Digital Production Assistant, Kelly Jensen photographing a specimen.
Over the past two years, the California Academy of Sciences has been selecting and photographing a selection of finch specimens collected during the Academy’s 1905-1906 Galapagos expedition as part of Connecting Content grant. The Institute for Museum and Library Services funded grant aims to digitize field books and related specimens and allow for the creation of dynamic linkages between these interconnected materials. We began our project by digitizing the field books created during the expedition which provided a rich picture of collecting on the Galapagos Islands. These accounts allowed us to look inside the personal experiences of the men who for a year and a day lived aboard ship collecting the specimens that now form the core of our scientific collections.
The field books illuminate the fine details of the specimens beyond what the collection tags could capture. These records indicate valuable information such as what the weather was like or the way in which specimens were caught. But the field books were only part of the picture. After collection, all of the specimens from this expedition were retained by the California Academy of Sciences for study.
The finch skins are a heavily used and popular collection, as they represent the species described by Darwin. This collection is not available for loan, not only due to our ongoing research on natural selection, but also because efforts to preserve and support the endemic species of the Galapagos have ended collecting on the islands.

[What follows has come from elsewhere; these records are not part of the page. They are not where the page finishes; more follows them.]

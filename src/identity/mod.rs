//! Session and role authorization: cookie token -> user -> role route.
//! Keep the public surface thin and split implementation across sub-modules.

mod user;
mod directory;
mod token_store;
mod session;
mod route;
mod login;
mod request_context;

pub use user::{Role, User, UserSummary};
pub use directory::{MemoryDirectory, Observer, SubscriberSet, Subscription, UserDirectory};
pub use token_store::{parse_cookie, TokenStore, SESSION_COOKIE};
pub use session::{Resolution, SessionResolver, SessionState, SessionToken};
pub use route::{first_segment, match_route, RouteDecision};
pub use login::{LoginMachine, LoginOutcome, LoginState};
pub use request_context::RequestContext;
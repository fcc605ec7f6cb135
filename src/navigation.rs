//! Client-side route correction.
//!
//! A `RoleGate` belongs to one rendered view. It re-evaluates the role/route match
//! whenever the user directory pushes a new record for the signed-in user or the
//! route changes. On a mismatch it shows the loading overlay and asks its
//! `Navigator` to move to the user's home route. The `RedirectGuard` keeps a burst
//! of mismatch evaluations down to a single navigation until it resets.

use std::sync::atomic::{AtomicBool, Ordering};
use std::sync::{Arc, Weak};
use std::time::Duration;

use parking_lot::RwLock;
use tracing::debug;

use crate::identity::{match_route, RouteDecision, Subscription, User, UserDirectory};

pub trait Navigator: Send + Sync {
    fn navigate(&self, target: &str);
}

/// Single in-flight action flag with a timed reset.
#[derive(Debug, Clone)]
pub struct RedirectGuard {
    in_flight: Arc<AtomicBool>,
    reset_after: Duration,
}

impl RedirectGuard {
    pub fn new(reset_after: Duration) -> Self {
        Self { in_flight: Arc::new(AtomicBool::new(false)), reset_after }
    }

    pub fn is_in_flight(&self) -> bool {
        self.in_flight.load(Ordering::Acquire)
    }

    /// Arm the guard. Returns `false` if it is already armed; otherwise the caller owns
    /// the action and the flag clears itself after `reset_after`.
    pub fn try_arm(&self) -> bool {
        if self
            .in_flight
            .compare_exchange(false, true, Ordering::AcqRel, Ordering::Acquire)
            .is_err()
        {
            return false;
        }
        let flag = self.in_flight.clone();
        let delay = self.reset_after;
        match tokio::runtime::Handle::try_current() {
            Ok(handle) => {
                handle.spawn(async move {
                    tokio::time::sleep(delay).await;
                    flag.store(false, Ordering::Release);
                });
            }
            Err(_) => {
                std::thread::spawn(move || {
                    std::thread::sleep(delay);
                    flag.store(false, Ordering::Release);
                });
            }
        }
        true
    }
}

#[derive(Debug, Clone, PartialEq, Eq)]
pub enum GateView {
    /// Route matches the user's role; render the page.
    Render,
    /// Overlay shown while moving to `target`.
    Redirecting { target: String },
    /// No usable user any more; heading back to the public entry.
    SignedOut,
}

pub struct RoleGate<N: Navigator> {
    path: RwLock<String>,
    overlay: AtomicBool,
    guard: RedirectGuard,
    navigator: N,
}

impl<N: Navigator + 'static> RoleGate<N> {
    pub fn new(path: &str, navigator: N, reset_after: Duration) -> Arc<Self> {
        Arc::new(Self {
            path: RwLock::new(path.to_string()),
            overlay: AtomicBool::new(false),
            guard: RedirectGuard::new(reset_after),
            navigator,
        })
    }

    pub fn overlay_visible(&self) -> bool {
        self.overlay.load(Ordering::Acquire)
    }

    pub fn path(&self) -> String {
        self.path.read().clone()
    }

    pub fn set_path(&self, path: &str) {
        *self.path.write() = path.to_string();
    }

    pub fn navigator(&self) -> &N {
        &self.navigator
    }

    pub fn evaluate(&self, user: Option<&User>) -> GateView {
        let user = match user {
            Some(u) if u.is_usable() => u,
            _ => {
                self.overlay.store(true, Ordering::Release);
                self.redirect("/");
                return GateView::SignedOut;
            }
        };
        let path = self.path();
        match match_route(user.role, &path) {
            RouteDecision::Match => {
                self.overlay.store(false, Ordering::Release);
                GateView::Render
            }
            RouteDecision::Mismatch { correct_route } => {
                self.overlay.store(true, Ordering::Release);
                self.redirect(&correct_route);
                GateView::Redirecting { target: correct_route }
            }
        }
    }

    /// Look the user up once and evaluate, e.g. on first render.
    pub async fn refresh(&self, directory: &dyn UserDirectory, user_id: &str) -> GateView {
        match directory.lookup_by_id(user_id).await {
            Ok(user) => self.evaluate(user.as_ref()),
            Err(e) => {
                debug!(target: "navigation", "user refresh failed: {}", e);
                self.evaluate(None)
            }
        }
    }

    /// Re-evaluate on every directory push for `user_id` while the handle lives.
    pub fn attach(self: &Arc<Self>, directory: &dyn UserDirectory, user_id: &str) -> Subscription {
        let gate: Weak<Self> = Arc::downgrade(self);
        directory.subscribe(
            user_id,
            Arc::new(move |user: Option<&User>| {
                if let Some(gate) = gate.upgrade() {
                    gate.evaluate(user);
                }
            }),
        )
    }

    fn redirect(&self, target: &str) {
        if self.guard.try_arm() {
            debug!(target: "navigation", to = target, "redirect");
            self.navigator.navigate(target);
        } else {
            debug!(target: "navigation", to = target, "redirect already in flight");
        }
    }
}
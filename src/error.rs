//! Unified application error model and mapping helpers.
//! One error enum is shared by the identity flow, the directory and the HTTP frontend,
//! along with the mapping to HTTP status codes and user-visible notices.

use axum::http::StatusCode;
use axum::response::{IntoResponse, Response};
use axum::Json;
use serde::{Deserialize, Serialize};
use std::fmt::{Display, Formatter};

#[derive(Debug, Clone, Serialize, Deserialize, PartialEq, Eq)]
#[serde(tag = "type", rename_all = "snake_case")]
pub enum AppError {
    NotFound { code: String, message: String },
    Inactive { code: String, message: String },
    Deleted { code: String, message: String },
    AlreadyAccepted { code: String, message: String },
    Unauthorized { code: String, message: String },
    UserInput { code: String, message: String },
    Io { code: String, message: String },
    Internal { code: String, message: String },
}

impl AppError {
    pub fn code_str(&self) -> &str {
        match self {
            AppError::NotFound { code, .. }
            | AppError::Inactive { code, .. }
            | AppError::Deleted { code, .. }
            | AppError::AlreadyAccepted { code, .. }
            | AppError::Unauthorized { code, .. }
            | AppError::UserInput { code, .. }
            | AppError::Io { code, .. }
            | AppError::Internal { code, .. } => code.as_str(),
        }
    }

    pub fn message(&self) -> &str {
        match self {
            AppError::NotFound { message, .. }
            | AppError::Inactive { message, .. }
            | AppError::Deleted { message, .. }
            | AppError::AlreadyAccepted { message, .. }
            | AppError::Unauthorized { message, .. }
            | AppError::UserInput { message, .. }
            | AppError::Io { message, .. }
            | AppError::Internal { message, .. } => message.as_str(),
        }
    }

    pub fn not_found<S: Into<String>>(code: S, msg: S) -> Self { AppError::NotFound { code: code.into(), message: msg.into() } }
    pub fn inactive<S: Into<String>>(code: S, msg: S) -> Self { AppError::Inactive { code: code.into(), message: msg.into() } }
    pub fn deleted<S: Into<String>>(code: S, msg: S) -> Self { AppError::Deleted { code: code.into(), message: msg.into() } }
    pub fn already_accepted<S: Into<String>>(code: S, msg: S) -> Self { AppError::AlreadyAccepted { code: code.into(), message: msg.into() } }
    pub fn unauthorized<S: Into<String>>(code: S, msg: S) -> Self { AppError::Unauthorized { code: code.into(), message: msg.into() } }
    pub fn user<S: Into<String>>(code: S, msg: S) -> Self { AppError::UserInput { code: code.into(), message: msg.into() } }
    pub fn io<S: Into<String>>(code: S, msg: S) -> Self { AppError::Io { code: code.into(), message: msg.into() } }
    pub fn internal<S: Into<String>>(code: S, msg: S) -> Self { AppError::Internal { code: code.into(), message: msg.into() } }

    /// Map to HTTP status code.
    pub fn http_status(&self) -> u16 {
        match self {
            AppError::NotFound { .. } => 404,
            AppError::Inactive { .. } => 403,
            AppError::Deleted { .. } => 403,
            AppError::AlreadyAccepted { .. } => 409,
            AppError::Unauthorized { .. } => 403,
            AppError::UserInput { .. } => 400,
            AppError::Io { .. } => 503,
            AppError::Internal { .. } => 500,
        }
    }

    /// Short text shown to the end user as a transient notification.
    /// Internal details stay in the logs.
    pub fn notice(&self) -> &'static str {
        match self {
            AppError::NotFound { .. } => "No account matches these credentials.",
            AppError::Inactive { .. } => "This account has been disabled. Contact an administrator.",
            AppError::Deleted { .. } => "This account no longer exists.",
            AppError::AlreadyAccepted { .. } => "This invitation has already been used.",
            AppError::Unauthorized { .. } => "You do not have access to this page.",
            AppError::UserInput { .. } => "The request was not valid.",
            AppError::Io { .. } => "The service is temporarily unavailable. Try again shortly.",
            AppError::Internal { .. } => "Something went wrong.",
        }
    }
}

impl Display for AppError {
    fn fmt(&self, f: &mut Formatter<'_>) -> std::fmt::Result {
        write!(f, "{}: {}", self.code_str(), self.message())
    }
}

impl std::error::Error for AppError {}

pub type AppResult<T> = Result<T, AppError>;

impl From<anyhow::Error> for AppError {
    fn from(err: anyhow::Error) -> Self {
        AppError::Internal { code: "internal_error".into(), message: err.to_string() }
    }
}

impl IntoResponse for AppError {
    fn into_response(self) -> Response {
        let status = StatusCode::from_u16(self.http_status()).unwrap_or(StatusCode::INTERNAL_SERVER_ERROR);
        let body = serde_json::json!({
            "status": "error",
            "code": self.code_str(),
            "message": self.message(),
            "notice": self.notice(),
        });
        (status, Json(body)).into_response()
    }
}
//! Login state machine.
//!
//! `LoggedOut -> LoggingIn -> LoggedIn`, with invite acceptance as a second way into
//! `LoggedIn`. A failed login drops back to `LoggedOut` without producing a token.

use tracing::{info, warn};

use super::directory::UserDirectory;
use super::session::SessionToken;
use super::user::{User, UserSummary};
use crate::error::{AppError, AppResult};
use crate::tprintln;

#[derive(Debug, Clone, PartialEq, Eq)]
pub enum LoginState {
    LoggedOut,
    LoggingIn { provider_id: String },
    LoggedIn { user: UserSummary },
}

#[derive(Debug, Clone, PartialEq, Eq)]
pub struct LoginOutcome {
    pub user: UserSummary,
    pub token: SessionToken,
}

#[derive(Debug)]
pub struct LoginMachine {
    state: LoginState,
}

impl Default for LoginMachine {
    fn default() -> Self {
        Self { state: LoginState::LoggedOut }
    }
}

impl LoginMachine {
    pub fn new() -> Self {
        Self::default()
    }

    /// Machine for a request that already carries a valid session.
    pub fn signed_in(user: UserSummary) -> Self {
        Self { state: LoginState::LoggedIn { user } }
    }

    pub fn state(&self) -> &LoginState {
        &self.state
    }

    /// The identity provider reported success for `provider_id`.
    pub fn begin(&mut self, provider_id: &str) -> AppResult<()> {
        if self.state != LoginState::LoggedOut {
            return Err(invalid_transition(&self.state, "begin"));
        }
        let provider_id = provider_id.trim();
        if provider_id.is_empty() {
            return Err(AppError::user("provider_id_required", "identity provider did not return an account id"));
        }
        self.state = LoginState::LoggingIn { provider_id: provider_id.to_string() };
        Ok(())
    }

    /// Confirm the provider account against the directory and issue the session token.
    pub async fn complete(&mut self, directory: &dyn UserDirectory) -> AppResult<LoginOutcome> {
        let LoginState::LoggingIn { provider_id } = &self.state else {
            return Err(invalid_transition(&self.state, "complete"));
        };
        let provider_id = provider_id.clone();
        match confirm(directory, &provider_id).await {
            Ok(user) => {
                let outcome = LoginOutcome { token: user.id.clone(), user: user.summary() };
                info!(target: "auth", user_id = %user.id, role = %user.role, "login");
                self.state = LoginState::LoggedIn { user: outcome.user.clone() };
                Ok(outcome)
            }
            Err(e) => {
                warn!(target: "auth", provider_id = %provider_id, "login rejected: {}", e);
                self.state = LoginState::LoggedOut;
                Err(e)
            }
        }
    }

    /// Accept a pending invite and sign the new user in.
    pub async fn accept_invite(
        &mut self,
        directory: &dyn UserDirectory,
        invite_id: &str,
        provider_id: &str,
        picture: Option<&str>,
    ) -> AppResult<LoginOutcome> {
        if self.state != LoginState::LoggedOut {
            return Err(invalid_transition(&self.state, "accept_invite"));
        }
        if invite_id.trim().is_empty() || provider_id.trim().is_empty() {
            return Err(AppError::user("invite_fields_required", "invite id and provider id are required"));
        }
        let user = directory.accept_invite(invite_id, provider_id.trim(), picture).await?;
        directory.mark_login(&user.id).await?;
        info!(target: "auth", user_id = %user.id, role = %user.role, "invite accepted");
        tprintln!("auth.invite user={} provider={}", user.id, provider_id);
        self.state = LoginState::LoggedIn { user: user.clone() };
        Ok(LoginOutcome { token: user.id.clone(), user })
    }

    pub fn logout(&mut self) -> AppResult<UserSummary> {
        let LoginState::LoggedIn { user } = &self.state else {
            return Err(invalid_transition(&self.state, "logout"));
        };
        let user = user.clone();
        self.state = LoginState::LoggedOut;
        Ok(user)
    }
}

async fn confirm(directory: &dyn UserDirectory, provider_id: &str) -> AppResult<User> {
    let Some(user) = directory.lookup_by_provider_id(provider_id).await? else {
        return Err(AppError::not_found("user_not_found".to_string(), format!("no user for provider id {}", provider_id)));
    };
    if user.is_deleted() {
        return Err(AppError::deleted("user_deleted".to_string(), format!("user {} has been deleted", user.id)));
    }
    if !user.active {
        return Err(AppError::inactive("user_inactive".to_string(), format!("user {} is inactive", user.id)));
    }
    directory.mark_login(&user.id).await?;
    Ok(user)
}

fn invalid_transition(state: &LoginState, action: &str) -> AppError {
    let from = match state {
        LoginState::LoggedOut => "logged_out",
        LoginState::LoggingIn { .. } => "logging_in",
        LoginState::LoggedIn { .. } => "logged_in",
    };
    AppError::user("invalid_transition".to_string(), format!("cannot {} while {}", action, from))
}
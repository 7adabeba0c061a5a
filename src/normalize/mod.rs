//! Geometry normalizer.
//!
//! Turns each supported input shape into canonical [`Entity`] values in
//! EPSG:4674. Inputs are a caller-owned list; every input is normalized on
//! its own, so a failure never affects its siblings.

mod bundle;
mod dms;
mod tabular;

use tracing::{debug, warn};

use crate::crs::{canonical_point, SourceCrs};
use crate::error::{InputError, InputFailure};
use crate::geocode::Geocoder;
use crate::models::entity::generated_name;
use crate::models::{Entity, SourceFormat};

pub use bundle::{BundleSource, PolygonBundle, MANDATORY_EXTENSIONS};
pub use dms::parse_dms;
pub use tabular::{read_batch, CsvSource, TabularBatch};

/// One user-submitted input
#[derive(Debug, Clone)]
pub enum EntityInput {
    /// `DD°MM'SS.S"H DDD°MM'SS.S"H`
    Dms { name: String, coordinates: String },
    /// Decimal degrees
    Decimal { name: String, lat: f64, lon: f64 },
    /// Free-text address, resolved by the geocoder
    Address { name: String, address: String },
    /// CSV rows
    Table(TabularBatch),
    /// Shapefile bundle
    Bundle(BundleSource),
}

impl EntityInput {
    /// What failures of this input are reported against
    pub fn subject(&self) -> String {
        match self {
            EntityInput::Dms { name, .. }
            | EntityInput::Decimal { name, .. }
            | EntityInput::Address { name, .. } => display_name(name),
            EntityInput::Table(batch) => batch.source.label(),
            EntityInput::Bundle(source) => source.label(),
        }
    }
}

/// Entities and failures produced by one input, in input order
#[derive(Debug, Default)]
pub struct NormalizedBatch {
    pub entities: Vec<Entity>,
    pub failures: Vec<InputFailure>,
}

impl NormalizedBatch {
    fn single(subject: String, result: Result<Entity, InputError>) -> Self {
        match result {
            Ok(entity) => Self {
                entities: vec![entity],
                failures: Vec::new(),
            },
            Err(error) => Self {
                entities: Vec::new(),
                failures: vec![InputFailure::new(subject, error)],
            },
        }
    }
}

/// Normalize one input. Only the address path touches the network.
pub async fn normalize_input<G: Geocoder>(
    input: &EntityInput,
    geocoder: &G,
) -> NormalizedBatch {
    let subject = input.subject();

    match input {
        EntityInput::Dms { name, coordinates } => {
            let result = parse_dms(coordinates)
                .and_then(|(lat, lon)| canonical_point(lat, lon, SourceCrs::Sirgas2000))
                .map(|geometry| Entity::new(display_name(name), geometry, SourceFormat::Dms));
            NormalizedBatch::single(subject, result)
        }
        EntityInput::Decimal { name, lat, lon } => {
            let result = canonical_point(*lat, *lon, SourceCrs::Sirgas2000).map(|geometry| {
                Entity::new(display_name(name), geometry, SourceFormat::DecimalDegrees)
            });
            NormalizedBatch::single(subject, result)
        }
        EntityInput::Address { name, address } => {
            let result = geocode_address(address, geocoder)
                .await
                .map(|geometry| Entity::new(display_name(name), geometry, SourceFormat::Address));
            NormalizedBatch::single(subject, result)
        }
        EntityInput::Table(batch) => read_batch(batch),
        EntityInput::Bundle(source) => {
            let bundle = match PolygonBundle::from_source(source) {
                Ok(bundle) => bundle,
                Err(error) => {
                    return NormalizedBatch::single(bundle_subject(&subject, &error), Err(error))
                }
            };
            match bundle.load() {
                Ok(entities) => NormalizedBatch {
                    entities,
                    failures: Vec::new(),
                },
                Err(error) => {
                    debug!("Bundle {} rejected: {}", bundle.base_name(), error);
                    NormalizedBatch::single(bundle.base_name().to_string(), Err(error))
                }
            }
        }
    }
}

/// Normalize each input in order; one batch per input.
pub async fn normalize_all<G: Geocoder>(
    inputs: &[EntityInput],
    geocoder: &G,
) -> Vec<NormalizedBatch> {
    let mut batches = Vec::with_capacity(inputs.len());
    for input in inputs {
        let batch = normalize_input(input, geocoder).await;
        for failure in &batch.failures {
            warn!("{}: {}", failure.subject, failure.error);
        }
        batches.push(batch);
    }
    batches
}

async fn geocode_address<G: Geocoder>(
    address: &str,
    geocoder: &G,
) -> Result<crate::crs::CanonicalGeometry, InputError> {
    let geocode_error = |reason: String| InputError::Geocode {
        address: address.to_string(),
        reason,
    };

    let point = geocoder
        .geocode(address)
        .await
        .map_err(|e| geocode_error(format!("{:#}", e)))?
        .ok_or_else(|| geocode_error("no coordinate returned".to_string()))?;

    // The geocoder answers in WGS 84
    canonical_point(point.lat, point.lon, SourceCrs::Wgs84)
}

/// Bundle failures are reported against the bundle's base name when known.
fn bundle_subject(label: &str, error: &InputError) -> String {
    match error {
        InputError::IncompleteBundle { base_name, .. }
        | InputError::BundleRead { base_name, .. } => base_name.clone(),
        _ => label.to_string(),
    }
}

fn display_name(name: &str) -> String {
    let trimmed = name.trim();
    if trimmed.is_empty() {
        generated_name(0)
    } else {
        trimmed.to_string()
    }
}
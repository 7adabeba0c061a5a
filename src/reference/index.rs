//! Spatial index for fast reference feature lookups.

use geo::{BoundingRect, Geometry, Intersects};
use rstar::{RTree, RTreeObject, AABB};
use tracing::debug;

use crate::models::reference::ReferencePolygon;
use crate::models::FeatureId;

/// Wrapper for R-tree indexing of reference features
#[derive(Clone)]
struct IndexedFeature {
    id: FeatureId,
    envelope: AABB<[f64; 2]>,
}

impl RTreeObject for IndexedFeature {
    type Envelope = AABB<[f64; 2]>;

    fn envelope(&self) -> Self::Envelope {
        self.envelope
    }
}

/// One reference layer: features in file order plus an R-tree over their boxes
pub struct LayerIndex<F> {
    features: Vec<F>,
    tree: RTree<IndexedFeature>,
}

impl<F: ReferencePolygon> LayerIndex<F> {
    /// Build the index. Features without a bounding box (empty polygons) are
    /// kept for id stability but never match.
    pub fn build(features: Vec<F>) -> Self {
        let indexed: Vec<IndexedFeature> = features
            .iter()
            .enumerate()
            .filter_map(|(id, feature)| {
                let (min_x, min_y, max_x, max_y) = feature.bbox()?;
                Some(IndexedFeature {
                    id,
                    envelope: AABB::from_corners([min_x, min_y], [max_x, max_y]),
                })
            })
            .collect();

        let tree = RTree::bulk_load(indexed);
        debug!(
            "Spatial index built with {} of {} features",
            tree.size(),
            features.len()
        );

        Self { features, tree }
    }

    /// Ids of all features intersecting `geometry` (boundary inclusive), in
    /// file order.
    pub fn intersecting(&self, geometry: &Geometry<f64>) -> Vec<FeatureId> {
        let Some(rect) = geometry.bounding_rect() else {
            return Vec::new();
        };
        let query_envelope = AABB::from_corners(
            [rect.min().x, rect.min().y],
            [rect.max().x, rect.max().y],
        );

        // Envelope candidates first, then the exact predicate
        let mut ids: Vec<FeatureId> = self
            .tree
            .locate_in_envelope_intersecting(&query_envelope)
            .filter(|indexed| geometry.intersects(self.features[indexed.id].polygon()))
            .map(|indexed| indexed.id)
            .collect();
        ids.sort_unstable();
        ids
    }

    pub fn get(&self, id: FeatureId) -> Option<&F> {
        self.features.get(id)
    }

    pub fn features(&self) -> &[F] {
        &self.features
    }

    pub fn len(&self) -> usize {
        self.features.len()
    }

    pub fn is_empty(&self) -> bool {
        self.features.is_empty()
    }
}
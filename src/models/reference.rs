//! Reference layer features.

use geo::{BoundingRect, MultiPolygon};

/// Position of a feature in its reference layer (file order)
pub type FeatureId = usize;

/// Polygon of the intra-urban typology layer
#[derive(Debug, Clone)]
pub struct TypologyFeature {
    pub municipality_name: Option<String>,
    pub typology_code: Option<String>,
    pub geometry: MultiPolygon<f64>,
}

/// Polygon of the settlement (favelas e comunidades urbanas) layer
#[derive(Debug, Clone)]
pub struct SettlementFeature {
    pub settlement_name: Option<String>,
    pub geometry: MultiPolygon<f64>,
}

/// Access to a reference feature's polygon
pub trait ReferencePolygon {
    fn polygon(&self) -> &MultiPolygon<f64>;

    /// Bounding box as `(min_x, min_y, max_x, max_y)`
    fn bbox(&self) -> Option<(f64, f64, f64, f64)> {
        self.polygon()
            .bounding_rect()
            .map(|rect| (rect.min().x, rect.min().y, rect.max().x, rect.max().y))
    }
}

impl ReferencePolygon for TypologyFeature {
    fn polygon(&self) -> &MultiPolygon<f64> {
        &self.geometry
    }
}

impl ReferencePolygon for SettlementFeature {
    fn polygon(&self) -> &MultiPolygon<f64> {
        &self.geometry
    }
}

This project aimed to provide a look into the specimen collections and provide researchers worldwide with images to use for study and reference. The California Academy of Sciences is home to 7401 finch specimens collected during the 1905-1906 expedition, and providing digital access required significant planning. To do this work, we (the Academy’s Library and Archives) teamed up with the Ornithology and Mammalogy department to select a representative sample of over 750 specimens. The selection process was careful and deliberate. Since time and resources were both in short supply, we had to ensure that the specimens photographed for this project showed a representative sample of the diverse traits and characteristics of the birds in our collection. Ornithology researcher Ore Carmi and Collections Intern Logan Kahle took to the task, laboriously opening drawers and making careful observations not only about aesthetic qualities of the birds but also their age, molt, and the season in which they were collected.
After representative examples of the collection were selected, the finches were photographed in the California Academy of Sciences’ Project Lab, which is a space on the museum’s public floor that allows visitors to see the work we do behind the scenes at the Academy. We are lucky enough to have access to The Big Kahuna, a custom-built digital macro imaging system that allows us to take extraordinarily close-up shots of specimens without sacrificing resolution or depth of field. Our skilled digital imaging assistants took six photographs of each specimen: lateral, ventral, dorsal, and head views, as well as both sides of each collection tag.
These images were then sent through a quality assurance process to make sure that the images were clear, with the relevant information in focus, and that all of the photos were a consistent quality and size. Once all the images went through the QA process and were normalized, they were then sent to join more than 122,800 vetted photos of animals on CalPhotos, which shares images with the Encyclopedia of Life. This process allows diverse users all over the globe to have access to our collections. We are excited to share 4,763 new photographs of Galapagos finch specimens with you and we look forward to continuing to look for new ways to provide improved access to the collections.